Senlis (Oise) : monument à la fraternité franco-marocaine. Inauguré à Casablanca (Maroc) le 20 juillet 1924 par le maréchal Lyautey,
il fut transporté à Senlis et réinauguré le 11 novembre 1965. Source : Photo : Régis Biaux. 

 

Les troupes indigènes, dont les fanions et les uniformes portaient, brodé, un croissant, emblème repris sur leur casque modèle 1915, étaient formées de tirailleurs, de spahis et de méharistes. A la veille de la guerre, il existait sept régiments de tirailleurs algériens (1er, 2e, 3e, 5e, 6e, 7e, 9e R.T.A.), deux régiments tunisiens (4e, 8e R.T.T.), cinq régiments de spahis (quatre algériens, un tunisien), plusieurs compagnies de méharistes et, au Maroc, des unités alors auxiliaires : les goums groupés en tabors. 

 

Fanion du 1er Régiment de marche de tirailleurs algériens. 1914-1918. Source : Musée de l’infanterie

 

L'ensemble de ces formations constituaient avec les autres unités  (zouaves, chasseurs d'Afrique, bataillonnaires des B.I.L.A., légionnaires) le 19e corps d'armée (C.A.), encore appelé "armée d'Afrique", dont le Q.G. se situait à Alger.

 

Tirailleur sénégalais. Source : Radio France International

 

Tous les cadres supérieurs étaient métropolitains, mais on trouvait de nombreux officiers et sous-officiers indigènes parmi les cadres subalternes : ainsi le capitaine Khaled Ould el Hadj Abd el Kader, petit-fils de l'émir défait par le duc d'Aumale, qui servait au 1er spahi. 

 

L’uniforme du spahi. Source : military-photos.com

 

Les troupes algériennes étaient tenues en haute estime puisqu'en 1913-14, un simple tirailleur ou spahi gagnait, en solde, quatre fois et demi plus qu'un soldat de 2e classe métropolitain (22 centimes par jour au lieu de 5), à condition de faire partie des trois plus vieux régiments.

 

Spahis algériens. Tenue de campagne. Troupes. Septembre 1914. Source : spahis.fr

 

Dès août 1914, le 19e C.A. expédia en France trois divisions d'infanterie, les 37e, 38e, 45e D.I. où se trouvaient de nombreux régiments de marche formés par les R.T. et les R.S. Le Maroc envoya des chasseurs indigènes, les futurs R.T.M., que l'ennemi baptisa "Hirondelles de la Mort" tant il les redoutait. Le 15 mars 15, en Champagne, l'un de leurs officiers fut gravement blessé lors de l'attaque de Mesnil-lès-Hurlus. Ce capitaine était destiné à connaître la gloire en 1943-44 : devenu général, il commandera le corps expéditionnaire français en Italie, gagnera la bataille du Garigliano et entrera victorieux dans Rome: Alphonse Juin, fait Maréchal de France en 1952. L'essentiel de ce corps expéditionnaire était  alors formé de troupes nord-africaines, les 2e D.I. et 4e D.M. marocaines, la 3e D.I. algérienne, dont le 4e R.T. tunisiens et des groupes de tabors marocains, tous héritiers des qualités de bravoure et d'endurance de leurs anciens de 14-18. 
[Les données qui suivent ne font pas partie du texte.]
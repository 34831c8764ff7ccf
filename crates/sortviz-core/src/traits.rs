//! The [`Stepper`] contract and the [`Steps`] iterator adapter.

use std::marker::PhantomData;

use crate::effect::StepEffect;

/// A sorting algorithm that advances one primitive operation per call.
///
/// # Contract
///
/// - `step()` performs a bounded unit of work and changes at most one
///   element of the array returned by `snapshot()`.
/// - Once `is_done()` returns `true`, `step()` is a no-op returning
///   [`StepEffect::Idle`].
/// - `snapshot()` never mutates and is valid at every suspension point,
///   including in the middle of a merge.
/// - All progress lives in fields of the implementor. There is no hidden
///   call stack; dropping the stepper is the only cancellation.
///
/// # Object safety
///
/// This trait is object-safe; drivers store the current algorithm as
/// `Box<dyn Stepper<T> + Send>`.
///
/// # Examples
///
/// A trivial stepper that walks the array once and is then done:
///
/// ```
/// use sortviz_core::{StepEffect, Stepper};
///
/// struct Walk {
///     data: Vec<u32>,
///     cursor: usize,
/// }
///
/// impl Stepper<u32> for Walk {
///     fn step(&mut self) -> StepEffect {
///         if self.is_done() {
///             return StepEffect::Idle;
///         }
///         self.cursor += 1;
///         StepEffect::Loaded { left: self.cursor - 1, right: self.cursor }
///     }
///
///     fn is_done(&self) -> bool {
///         self.cursor >= self.data.len()
///     }
///
///     fn snapshot(&self) -> &[u32] {
///         &self.data
///     }
/// }
///
/// let mut walk = Walk { data: vec![3, 1, 2], cursor: 0 };
/// assert_eq!(walk.run_to_completion(), 3);
/// assert!(walk.is_done());
/// assert_eq!(walk.step(), StepEffect::Idle);
/// ```
pub trait Stepper<T> {
    /// Perform one bounded unit of work.
    fn step(&mut self) -> StepEffect;

    /// Whether further `step()` calls would leave the array unchanged.
    fn is_done(&self) -> bool;

    /// Current (possibly partially sorted) array.
    fn snapshot(&self) -> &[T];

    /// Number of elements being sorted.
    fn len(&self) -> usize {
        self.snapshot().len()
    }

    /// Whether there are no elements at all.
    fn is_empty(&self) -> bool {
        self.len() == 0
    }

    /// Call `step()` until `is_done()`. Returns the number of steps that
    /// did work.
    fn run_to_completion(&mut self) -> u64 {
        let mut taken = 0;
        while !self.is_done() {
            if !self.step().is_idle() {
                taken += 1;
            }
        }
        taken
    }

    /// Iterate over the effects of the remaining steps.
    fn steps(&mut self) -> Steps<'_, T, Self>
    where
        Self: Sized,
    {
        Steps::new(self)
    }
}

/// Iterator yielding one [`StepEffect`] per step until the stepper is done.
///
/// Never yields [`StepEffect::Idle`].
pub struct Steps<'a, T, S: ?Sized> {
    inner: &'a mut S,
    _elem: PhantomData<fn() -> T>,
}

impl<'a, T, S: Stepper<T> + ?Sized> Steps<'a, T, S> {
    /// Wrap a stepper, including an unsized one behind a `Box<dyn ..>`.
    pub fn new(inner: &'a mut S) -> Self {
        Self {
            inner,
            _elem: PhantomData,
        }
    }
}

impl<T, S: Stepper<T> + ?Sized> Iterator for Steps<'_, T, S> {
    type Item = StepEffect;

    fn next(&mut self) -> Option<StepEffect> {
        if self.inner.is_done() {
            return None;
        }
        match self.inner.step() {
            StepEffect::Idle => None,
            effect => Some(effect),
        }
    }
}
//! Bottom-up merge sort as a flat, resumable state machine.
//!
//! The recursive algorithm is replaced by cursor fields on [`MergeSort`]:
//!
//! - `width`: length of the sorted runs being merged (1, 2, 4, ...).
//! - `left`: start of the segment pair `[left, right)` currently merged.
//! - `i1`, `i2`: read cursors into the scratch copy of the left half
//!   `[left, mid)` and right half `[mid, right)`.
//! - `k`: write cursor into the working array.
//! - `merging`: whether the scratch copy of the current pair is live.
//!
//! Each [`step()`](Stepper::step) either loads one segment pair into
//! scratch (no visible change) or writes exactly one element back. Closing
//! out a finished pair is bookkeeping only, so the same call goes on to
//! load the next pair or report that the sort is done.
//!
//! # Example
//!
//! ```
//! use sortviz_core::{StepEffect, Stepper};
//! use sortviz_engine::MergeSort;
//!
//! let mut sort = MergeSort::new(vec![4, 3, 2, 1]);
//! assert_eq!(sort.step(), StepEffect::Loaded { left: 0, right: 2 });
//! assert_eq!(sort.step(), StepEffect::Wrote { index: 0 });
//! assert_eq!(sort.snapshot(), &[3, 3, 2, 1]);
//! sort.run_to_completion();
//! assert_eq!(sort.snapshot(), &[1, 2, 3, 4]);
//! ```

use std::fmt;

use sortviz_core::{StepEffect, Stepper};

use crate::metrics::StepMetrics;

/// Step-wise bottom-up merge sort over an owned array.
///
/// Stable: on equal keys the element from the left run is written first.
/// Arrays with fewer than two elements are done on construction.
/// Stepping a finished sort is a no-op returning [`StepEffect::Idle`].
pub struct MergeSort<T> {
    arr: Vec<T>,
    buf: Vec<T>,
    width: usize,
    left: usize,
    i1: usize,
    i2: usize,
    k: usize,
    merging: bool,
    metrics: StepMetrics,
}

impl<T: Ord + Clone> MergeSort<T> {
    /// Take ownership of `data` and prepare to sort it.
    pub fn new(data: Vec<T>) -> Self {
        // Scratch contents are irrelevant until the first load; cloning
        // avoids requiring `T: Default`.
        let buf = data.clone();
        Self {
            arr: data,
            buf,
            width: 1,
            left: 0,
            i1: 0,
            i2: 0,
            k: 0,
            merging: false,
            metrics: StepMetrics::default(),
        }
    }
}

impl<T> MergeSort<T> {
    /// Current run length being merged.
    pub fn width(&self) -> usize {
        self.width
    }

    /// Whether a segment pair is loaded and partially written back.
    pub fn is_merging(&self) -> bool {
        self.merging
    }

    /// Counters accumulated since construction.
    pub fn metrics(&self) -> &StepMetrics {
        &self.metrics
    }

    /// Give back the working array in whatever state it is in.
    pub fn into_inner(self) -> Vec<T> {
        self.arr
    }

    /// `(mid, right)` for the segment pair starting at `left`.
    fn bounds(&self) -> (usize, usize) {
        let n = self.arr.len();
        let mid = (self.left + self.width).min(n - 1);
        let right = (self.left + 2 * self.width).min(n);
        (mid, right)
    }
}

impl<T: Ord + Clone> MergeSort<T> {
    fn load(&mut self, mid: usize, right: usize) -> StepEffect {
        let left = self.left;
        self.buf[left..right].clone_from_slice(&self.arr[left..right]);
        self.i1 = left;
        self.i2 = mid;
        self.k = left;
        self.merging = true;
        self.metrics.loads += 1;
        self.metrics.steps += 1;
        StepEffect::Loaded { left, right }
    }

    fn write_from(&mut self, src: usize) -> StepEffect {
        let index = self.k;
        self.arr[index] = self.buf[src].clone();
        self.k += 1;
        self.metrics.writes += 1;
        self.metrics.steps += 1;
        StepEffect::Wrote { index }
    }
}

impl<T: Ord + Clone> Stepper<T> for MergeSort<T> {
    fn step(&mut self) -> StepEffect {
        if self.is_done() {
            return StepEffect::Idle;
        }
        let n = self.arr.len();
        loop {
            if self.left + 1 >= n {
                self.left = 0;
                self.width *= 2;
                self.metrics.passes += 1;
            }
            if self.width >= n {
                return StepEffect::Idle;
            }

            let (mid, right) = self.bounds();
            if !self.merging {
                return self.load(mid, right);
            }

            debug_assert!(
                self.left <= self.i1
                    && self.i1 <= mid
                    && mid <= self.i2
                    && self.i2 <= right
                    && right <= n,
                "cursor order violated: left={} i1={} mid={} i2={} right={} n={}",
                self.left,
                self.i1,
                mid,
                self.i2,
                right,
                n,
            );
            debug_assert_eq!(self.k + mid, self.i1 + self.i2, "write cursor out of step");

            let left_live = self.i1 < mid;
            let right_live = self.i2 < right;
            let src = if left_live && right_live {
                self.metrics.comparisons += 1;
                if self.buf[self.i1] > self.buf[self.i2] {
                    self.i2 += 1;
                    self.i2 - 1
                } else {
                    self.i1 += 1;
                    self.i1 - 1
                }
            } else if left_live {
                self.i1 += 1;
                self.i1 - 1
            } else if right_live {
                self.i2 += 1;
                self.i2 - 1
            } else {
                // Pair fully merged: advance to the next one in this call.
                self.merging = false;
                self.left += 2 * self.width;
                continue;
            };
            return self.write_from(src);
        }
    }

    fn is_done(&self) -> bool {
        self.width >= self.arr.len()
    }

    fn snapshot(&self) -> &[T] {
        &self.arr
    }
}

impl<T> fmt::Debug for MergeSort<T> {
    fn fmt(&self, f: &mut fmt::Formatter<'_>) -> fmt::Result {
        f.debug_struct("MergeSort")
            .field("len", &self.arr.len())
            .field("width", &self.width)
            .field("left", &self.left)
            .field("merging", &self.merging)
            .field("i1", &self.i1)
            .field("i2", &self.i2)
            .field("k", &self.k)
            .finish()
    }
}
En 1915, les tabors de cavalerie formèrent le R.M.S.M. (régiment de marche de spahis marocains) qui fut la seule unité de l'armée française à capturer un des plus hauts chefs de l'armée impériale allemande - en fait l'unique prisonnier de marque fait durant la guerre - le maréchal Von Mackensen.

 

Mackensen à Belgrade entre 1914 et 1915. Source : Libre de droit

 

Celui-ci fut pris à Budapest où il était depuis peu prisonnier des Hongrois républicains, en novembre 1918. Le R.M.S.M. avait exécuté le terrible raid de 70 km en territoire ennemi, à près de 2 000 mètres d'altitude, sans routes ni cartes ni fantassins et batteries de 75 pour l'appuyer, prenant Uskub, en Macédoine serbe, le 29 septembre 1918, avec les chasseurs d'Afrique du général Jouinot-Gambetta.  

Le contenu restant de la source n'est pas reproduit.